Nel 1596 il C. fu chiamato ancora una volta a reggere una sede esterna in virtù della nomina a rettore alla Canea; egli assunse il nuovo incarico nell'isola di Candia nel maggio dell'anno successivo, ma presumibilmente dopo pochi mesi morì, dato che già nel novembre 1597 fu eletto il suo successore.

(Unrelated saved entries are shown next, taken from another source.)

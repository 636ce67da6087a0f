mod error;
pub mod path;
pub mod source;

pub use error::{Error, Result};
pub use path::{expand_tilde, normalize_path, resolve_workspace_path};
pub use source::{LogFormat, LogSource, discover_run_dirs, resolve_log_source};
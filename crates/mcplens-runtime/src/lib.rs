pub mod config;
pub mod error;
pub mod services;

pub use config::{Config, ParserConfig};
pub use error::{Error, Result};
pub use services::{FailedRun, MultiRunReport, RunMetricsService, RunOutcome};
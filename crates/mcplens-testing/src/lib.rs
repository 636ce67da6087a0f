//! Testing infrastructure for mcplens integration tests.
//!
//! This crate provides utilities for writing gateway-log tests:
//! - `TestWorld`: isolated directory tree holding one or more run directories
//! - `fixtures`: builders for `gateway.jsonl` and `rpc-messages.jsonl` lines

pub mod fixtures;
pub mod world;

pub use world::TestWorld;
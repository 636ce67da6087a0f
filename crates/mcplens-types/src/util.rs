use chrono::{DateTime, Utc};

/// Parse an RFC3339 timestamp (any sub-second precision) into UTC
pub fn parse_timestamp(raw: &str) -> Option<DateTime<Utc>> {
    DateTime::parse_from_rfc3339(raw.trim())
        .ok()
        .map(|ts| ts.with_timezone(&Utc))
}

/// Signed milliseconds from `start` to `end`, keeping sub-millisecond precision
pub fn duration_ms_between(start: DateTime<Utc>, end: DateTime<Utc>) -> f64 {
    let delta = end - start;
    match delta.num_nanoseconds() {
        Some(nanos) => nanos as f64 / 1_000_000.0,
        None => delta.num_milliseconds() as f64,
    }
}
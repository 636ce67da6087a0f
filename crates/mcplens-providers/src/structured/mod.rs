pub mod calls;
pub mod parser;
pub mod schema;

use crate::registry::ParserOptions;
use crate::scanner::scan_json_lines;
use crate::traits::LogParser;
use crate::{Result, ScanStats};
use mcplens_core::LogFormat;
use mcplens_types::{GatewayMetrics, ToolCall};
use std::path::Path;

pub use self::schema::{EventKind, LogEntry};

/// Server bucket for call events that carry no `server_name`
pub const UNKNOWN_SERVER: &str = "unknown";

/// Parser for the pre-computed `gateway.jsonl` format
pub struct StructuredParser {
    options: ParserOptions,
}

impl StructuredParser {
    pub fn new(options: ParserOptions) -> Self {
        Self { options }
    }
}

impl Default for StructuredParser {
    fn default() -> Self {
        Self::new(ParserOptions::default())
    }
}

impl LogParser for StructuredParser {
    fn format(&self) -> LogFormat {
        LogFormat::Structured
    }

    fn parse_with_stats(&self, path: &Path) -> Result<(GatewayMetrics, ScanStats)> {
        let mut metrics = GatewayMetrics::new();
        let stats = scan_json_lines::<LogEntry, _>(
            path,
            self.options.max_line_bytes,
            |stats, line, entry| parser::fold_entry(&mut metrics, stats, line, &entry),
        )?;
        metrics.finalize();
        Ok((metrics, stats))
    }

    fn extract_tool_calls(&self, path: &Path) -> Result<Vec<ToolCall>> {
        let mut calls = Vec::new();
        scan_json_lines::<LogEntry, _>(path, self.options.max_line_bytes, |_, _, entry| {
            if let Some(call) = calls::to_tool_call(&entry) {
                calls.push(call);
            }
        })?;
        Ok(calls)
    }
}
use super::Output;
use anyhow::{Result, bail};
use mcplens_core::resolve_log_source;
use std::path::Path;

pub fn handle(dir: &Path, output: Output) -> Result<()> {
    match resolve_log_source(dir) {
        Some(source) => output.print(&source),
        None => bail!("No MCP gateway log found in {}", dir.display()),
    }
}
use super::Output;
use anyhow::Result;
use mcplens_runtime::RunMetricsService;
use std::path::Path;

pub fn handle(service: &RunMetricsService, dir: &Path, output: Output) -> Result<()> {
    let calls = service.tool_calls(dir)?;
    output.print(&calls)
}
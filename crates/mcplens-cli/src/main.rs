use clap::Parser;
use mcplens::{Cli, run};

fn main() {
    // Reset SIGPIPE to default behavior to prevent panic on broken pipe
    // (e.g., when piping to `head` or `jq` that exits early)
    #[cfg(unix)]
    reset_sigpipe();

    let cli = Cli::parse();

    if let Err(e) = run(cli) {
        eprintln!("Error: {}", e);
        std::process::exit(1);
    }
}

#[cfg(unix)]
fn reset_sigpipe() {
    unsafe {
        libc::signal(libc::SIGPIPE, libc::SIG_DFL);
    }
}
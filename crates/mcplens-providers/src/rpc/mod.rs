pub mod calls;
pub mod correlate;
pub mod parser;
pub mod schema;

use crate::registry::ParserOptions;
use crate::scanner::scan_json_lines;
use crate::traits::LogParser;
use crate::{Result, ScanStats};
use mcplens_core::LogFormat;
use mcplens_types::{GatewayMetrics, ToolCall};
use std::path::Path;

pub use self::calls::CallCollector;
pub use self::correlate::{Correlator, MessageKey};
pub use self::parser::{MetricsFolder, PendingRequest};
pub use self::schema::{Direction, Frame, MessageType, RpcError, RpcMessageEntry};

/// Parser for the canonical `rpc-messages.jsonl` format.
///
/// Tool calls are reconstructed by pairing each outgoing `tools/call`
/// request with the incoming response that carries the same
/// `(server_id, id)`.
pub struct RpcParser {
    options: ParserOptions,
}

impl RpcParser {
    pub fn new(options: ParserOptions) -> Self {
        Self { options }
    }
}

impl Default for RpcParser {
    fn default() -> Self {
        Self::new(ParserOptions::default())
    }
}

impl LogParser for RpcParser {
    fn format(&self) -> LogFormat {
        LogFormat::RawProtocol
    }

    fn parse_with_stats(&self, path: &Path) -> Result<(GatewayMetrics, ScanStats)> {
        let mut folder = MetricsFolder::new();
        let stats = scan_json_lines::<RpcMessageEntry, _>(
            path,
            self.options.max_line_bytes,
            |stats, line, entry| folder.fold(stats, path, line, entry),
        )?;
        Ok((folder.finish(), stats))
    }

    fn extract_tool_calls(&self, path: &Path) -> Result<Vec<ToolCall>> {
        let mut collector = CallCollector::new();
        scan_json_lines::<RpcMessageEntry, _>(
            path,
            self.options.max_line_bytes,
            |stats, line, entry| collector.collect(stats, path, line, entry),
        )?;
        Ok(collector.finish())
    }
}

Fonti e Bibl.: Archivio di Stato di Venezia, Miscellanea codici I, Storia veneta, 18: M. Barbaro-A. M. Tasca, Arbori de' patritiiveneti, p. 238; Ibid., Miscellanea codici III, Codici Soranzo, 31: G. A. Cappellari Vivaro, Il Campidoglio veneto, p. 672; Ibid., Avog. di Comun,Nascite,Libro d'oro, reg. 53/III, c. 71r; Ibid., Avog. di Comun,ibid., Contr. nozze, reg. 150/II, cc. 184r-185r; Ibid., Segretario alle voci,Elez. Maggior Consiglio, reg. 5, cc. 144v-145r; reg. 7, cc. 35v-36r; reg. 8, cc. 192v-193r, 194v-195r; Ibid., Segret. alle voci,Elezioni Pregadi, reg. 6, c. 131r; Ibid., Capi del Cons. dei Dieci,Lettere di Rettori e di altre cariche (Salò e Brescia), b. 60, cc. 135-139; (Montagnana), b. 118, cc. 49-50; Ibid., Collegio,Relazioni, b. 47; Ibid., Senato,Terra, 1595, reg. 65, c. 39v; Venezia, Bibl. Civ. Museo Correr, ms. Cicogna 2889 (= 3781): G. Priuli, Pretiosi frutti del Mag. Consiglio, I, c. 123r; Ibid., Bibl. naz. Marciana, mss. It., cl. VII, 198 (= 8383): Registro dei reggimenti..., cc. 56r, 190r; G. Zabarella, Il Corelio, Padova 1664, pp. 2-3; C. Frescot, La nobiltà veneta, Venezia 1707, pp. 281 ss.; A. Cicogna, Delle Inscriz. Veneziane…, II, Venezia 1827, p. 443; G. P. Zabeo, Delle famiglie patrizie veneteCaotorta e Albrizi..., Venezia 1855, pp. 7-9; G. Gerola, Monumenti veneti dell'isola di Creta, I, Venezia 1905, pp. 437-439.